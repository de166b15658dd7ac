// Licensed to the Apache Software Foundation (ASF) under one
// or more contributor license agreements.  See the NOTICE file
// distributed with this work for additional information
// regarding copyright ownership.  The ASF licenses this file
// to you under the Apache License, Version 2.0 (the
// "License"); you may not use this file except in compliance
// with the License.  You may obtain a copy of the License at
//
//   http://www.apache.org/licenses/LICENSE-2.0
//
// Unless required by applicable law or agreed to in writing,
// software distributed under the License is distributed on an
// "AS IS" BASIS, WITHOUT WARRANTIES OR CONDITIONS OF ANY
// KIND, either express or implied.  See the License for the
// specific language governing permissions and limitations
// under the License.

//! Page-at-a-time merge of two sorted relations.
//!
//! The scanner keeps exactly one page of each side in memory. Duplicate keys
//! on the right are handled with a mark: the absolute position of the first
//! right row of the current key group. After the group has been joined with
//! one left row, the right cursor is rewound to the mark so the next left row
//! with the same key sees the whole group again, even when the group spans
//! several right pages.

use std::cmp::Ordering;
use std::fmt;

use log::debug;

use crate::errors::{JoinError, JoinResult};
use crate::execution::io::RowSink;
use crate::execution::paging::PageManager;
use crate::execution::relation::{Page, Record};

/// Absolute position of a row: page index and row within the page.
#[derive(Debug, Clone, Copy, Default, PartialEq, Eq, PartialOrd, Ord)]
pub struct Cursor {
    pub page: usize,
    pub row: usize,
}

impl fmt::Display for Cursor {
    fn fmt(&self, f: &mut fmt::Formatter) -> fmt::Result {
        write!(f, "{}:{}", self.page, self.row)
    }
}

#[derive(Debug, Clone, Copy, PartialEq, Eq)]
pub enum ScanState {
    /// Looking for the next left row whose key exists on the right.
    ScanningLeft,
    /// Emitting the current left row against the right group starting at
    /// `mark`.
    InMatchGroup { mark: Cursor },
    /// The right group has ended. Rewind to `mark` and move to the next
    /// left row.
    ResettingToMark { mark: Cursor },
    /// The right side has no rows left, or the whole left side was scanned.
    Exhausted,
}

/// Outcome of one step of the state machine.
enum Step {
    Continue,
    /// The current left page has no more rows.
    PageDone,
    Exhausted,
}

struct LeftSide {
    pages: PageManager,
    page: Page,
    row: usize,
}

impl LeftSide {
    fn current(&self) -> Option<&Record> {
        self.page.get(self.row)
    }

    fn key(&self, record: &Record) -> JoinResult<i64> {
        let relation = self.pages.relation();
        record.key(relation.key_index(), relation.name())
    }
}

struct RightSide {
    pages: PageManager,
    page: Page,
    cursor: Cursor,
}

impl RightSide {
    fn current(&self) -> Option<&Record> {
        self.page.get(self.cursor.row)
    }

    fn key(&self, record: &Record) -> JoinResult<i64> {
        let relation = self.pages.relation();
        record.key(relation.key_index(), relation.name())
    }

    /// Moves to the next right row, loading the next page when needed.
    /// Returns false when the right side is exhausted.
    fn advance(&mut self) -> JoinResult<bool> {
        self.cursor.row += 1;
        if self.cursor.row < self.page.len() {
            return Ok(true);
        }
        let next = self.cursor.page + 1;
        if next >= self.pages.num_pages() {
            return Ok(false);
        }
        self.page = self.pages.load_page(next)?;
        self.cursor = Cursor { page: next, row: 0 };
        Ok(true)
    }

    fn restore(&mut self, mark: Cursor) -> JoinResult<()> {
        if self.page.index() != mark.page {
            self.page = self.pages.load_page(mark.page)?;
        }
        self.cursor = mark;
        Ok(())
    }
}

/// Merges two relations sorted ascending by key and emits every pair of
/// rows with equal keys as the left row's fields followed by the right
/// row's.
pub struct MergeScanner {
    left: LeftSide,
    right: RightSide,
    state: ScanState,
    rows_emitted: u64,
    mark_resets: usize,
}

impl MergeScanner {
    /// Both page managers should use the same page size. Neither input is
    /// read until [`MergeScanner::scan`].
    pub fn new(left: PageManager, right: PageManager) -> Self {
        Self {
            left: LeftSide {
                pages: left,
                page: Page::new(0, Vec::new()),
                row: 0,
            },
            right: RightSide {
                pages: right,
                page: Page::new(0, Vec::new()),
                cursor: Cursor::default(),
            },
            state: ScanState::ScanningLeft,
            rows_emitted: 0,
            mark_resets: 0,
        }
    }

    pub fn state(&self) -> ScanState {
        self.state
    }

    pub fn rows_emitted(&self) -> u64 {
        self.rows_emitted
    }

    /// Times the right cursor was rewound to a mark.
    pub fn mark_resets(&self) -> usize {
        self.mark_resets
    }

    /// Page loads on both sides, including reloads after a rewind.
    pub fn pages_loaded(&self) -> usize {
        self.left.pages.pages_loaded() + self.right.pages.pages_loaded()
    }

    /// Runs the merge to completion. Returns the number of rows emitted.
    pub fn scan(&mut self, sink: &mut dyn RowSink) -> JoinResult<u64> {
        if self.state == ScanState::Exhausted {
            return Ok(self.rows_emitted);
        }
        if self.left.pages.num_pages() == 0 || self.right.pages.num_pages() == 0 {
            self.state = ScanState::Exhausted;
            return Ok(0);
        }

        self.right.page = self.right.pages.load_page(0)?;
        self.right.cursor = Cursor::default();

        'pages: for page in 0..self.left.pages.num_pages() {
            self.left.page = self.left.pages.load_page(page)?;
            self.left.row = 0;
            loop {
                match self.step(sink)? {
                    Step::Continue => {}
                    Step::PageDone => break,
                    Step::Exhausted => break 'pages,
                }
            }
        }
        self.state = ScanState::Exhausted;

        debug!(
            "MergeScanner: {} rows from '{}' x '{}', {} pages loaded, {} mark resets",
            self.rows_emitted,
            self.left.pages.relation().name(),
            self.right.pages.relation().name(),
            self.pages_loaded(),
            self.mark_resets
        );
        Ok(self.rows_emitted)
    }

    fn step(&mut self, sink: &mut dyn RowSink) -> JoinResult<Step> {
        match self.state {
            ScanState::ScanningLeft => self.seek_match(),
            ScanState::InMatchGroup { mark } => {
                self.join_group(sink)?;
                self.state = ScanState::ResettingToMark { mark };
                Ok(Step::Continue)
            }
            ScanState::ResettingToMark { mark } => {
                self.right.restore(mark)?;
                self.mark_resets += 1;
                self.left.row += 1;
                self.state = ScanState::ScanningLeft;
                if self.left.row >= self.left.page.len() {
                    Ok(Step::PageDone)
                } else {
                    Ok(Step::Continue)
                }
            }
            ScanState::Exhausted => Ok(Step::Exhausted),
        }
    }

    /// Skips left rows below the right key and right rows below the left
    /// key until both keys agree, then marks the right position.
    fn seek_match(&mut self) -> JoinResult<Step> {
        loop {
            let Some(left) = self.left.current() else {
                return Ok(Step::PageDone);
            };
            let Some(right) = self.right.current() else {
                self.state = ScanState::Exhausted;
                return Ok(Step::Exhausted);
            };
            match self.left.key(left)?.cmp(&self.right.key(right)?) {
                Ordering::Less => self.left.row += 1,
                Ordering::Greater => {
                    // Inputs are sorted, so every remaining left key is above
                    // every right key once the right side runs out.
                    if !self.right.advance()? {
                        self.state = ScanState::Exhausted;
                        return Ok(Step::Exhausted);
                    }
                }
                Ordering::Equal => {
                    self.state = ScanState::InMatchGroup {
                        mark: self.right.cursor,
                    };
                    return Ok(Step::Continue);
                }
            }
        }
    }

    /// Emits the current left row against every right row with its key,
    /// leaving the right cursor on the first row past the group.
    fn join_group(&mut self, sink: &mut dyn RowSink) -> JoinResult<()> {
        let left = self.left.current().ok_or_else(|| {
            JoinError::Internal(format!(
                "match group without a left row at {}:{}",
                self.left.page.index(),
                self.left.row
            ))
        })?;
        let key = self.left.key(left)?;

        while let Some(right) = self.right.current() {
            if self.right.key(right)? != key {
                break;
            }
            sink.emit(left.concat(right))?;
            self.rows_emitted += 1;
            if !self.right.advance()? {
                break;
            }
        }
        Ok(())
    }
}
----
WHAT TO WORK ON: Your task is to reproduce the entries exactly, starting at the first line and ending with the line containing "group starting at".

SOLUTION FOR THIS PROBLEM:
repository de166b15658dd7ac
// Licensed to the Apache Software Foundation (ASF) under one
// or more contributor license agreements.  See the NOTICE file
// distributed with this work for additional information
// regarding copyright ownership.  The ASF licenses this file
// to you under the Apache License, Version 2.0 (the
// "License"); you may not use this file except in compliance
// with the License.  You may obtain a copy of the License at
//
//   http://www.apache.org/licenses/LICENSE-2.0
//
// Unless required by applicable law or agreed to in writing,
// software distributed under the License is distributed on an
// "AS IS" BASIS, WITHOUT WARRANTIES OR CONDITIONS OF ANY
// KIND, either express or implied.  See the License for the
// specific language governing permissions and limitations
// under the License.

//! Page-at-a-time merge of two sorted relations.
//!
//! The scanner keeps exactly one page of each side in memory. Duplicate keys
//! on the right are handled with a mark: the absolute position of the first
//! right row of the current key group. After the group has been joined with
//! one left row, the right cursor is rewound to the mark so the next left row
//! with the same key sees the whole group again, even when the group spans
//! several right pages.

use std::cmp::Ordering;
use std::fmt;

use log::debug;

use crate::errors::{JoinError, JoinResult};
use crate::execution::io::RowSink;
use crate::execution::paging::PageManager;
use crate::execution::relation::{Page, Record};

/// Absolute position of a row: page index and row within the page.
#[derive(Debug, Clone, Copy, Default, PartialEq, Eq, PartialOrd, Ord)]
pub struct Cursor {
    pub page: usize,
    pub row: usize,
}

impl fmt::Display for Cursor {
    fn fmt(&self, f: &mut fmt::Formatter) -> fmt::Result {
        write!(f, "{}:{}", self.page, self.row)
    }
}

#[derive(Debug, Clone, Copy, PartialEq, Eq)]
pub enum ScanState {
    /// Looking for the next left row whose key exists on the right.
    ScanningLeft,
    /// Emitting the current left row against the right group starting at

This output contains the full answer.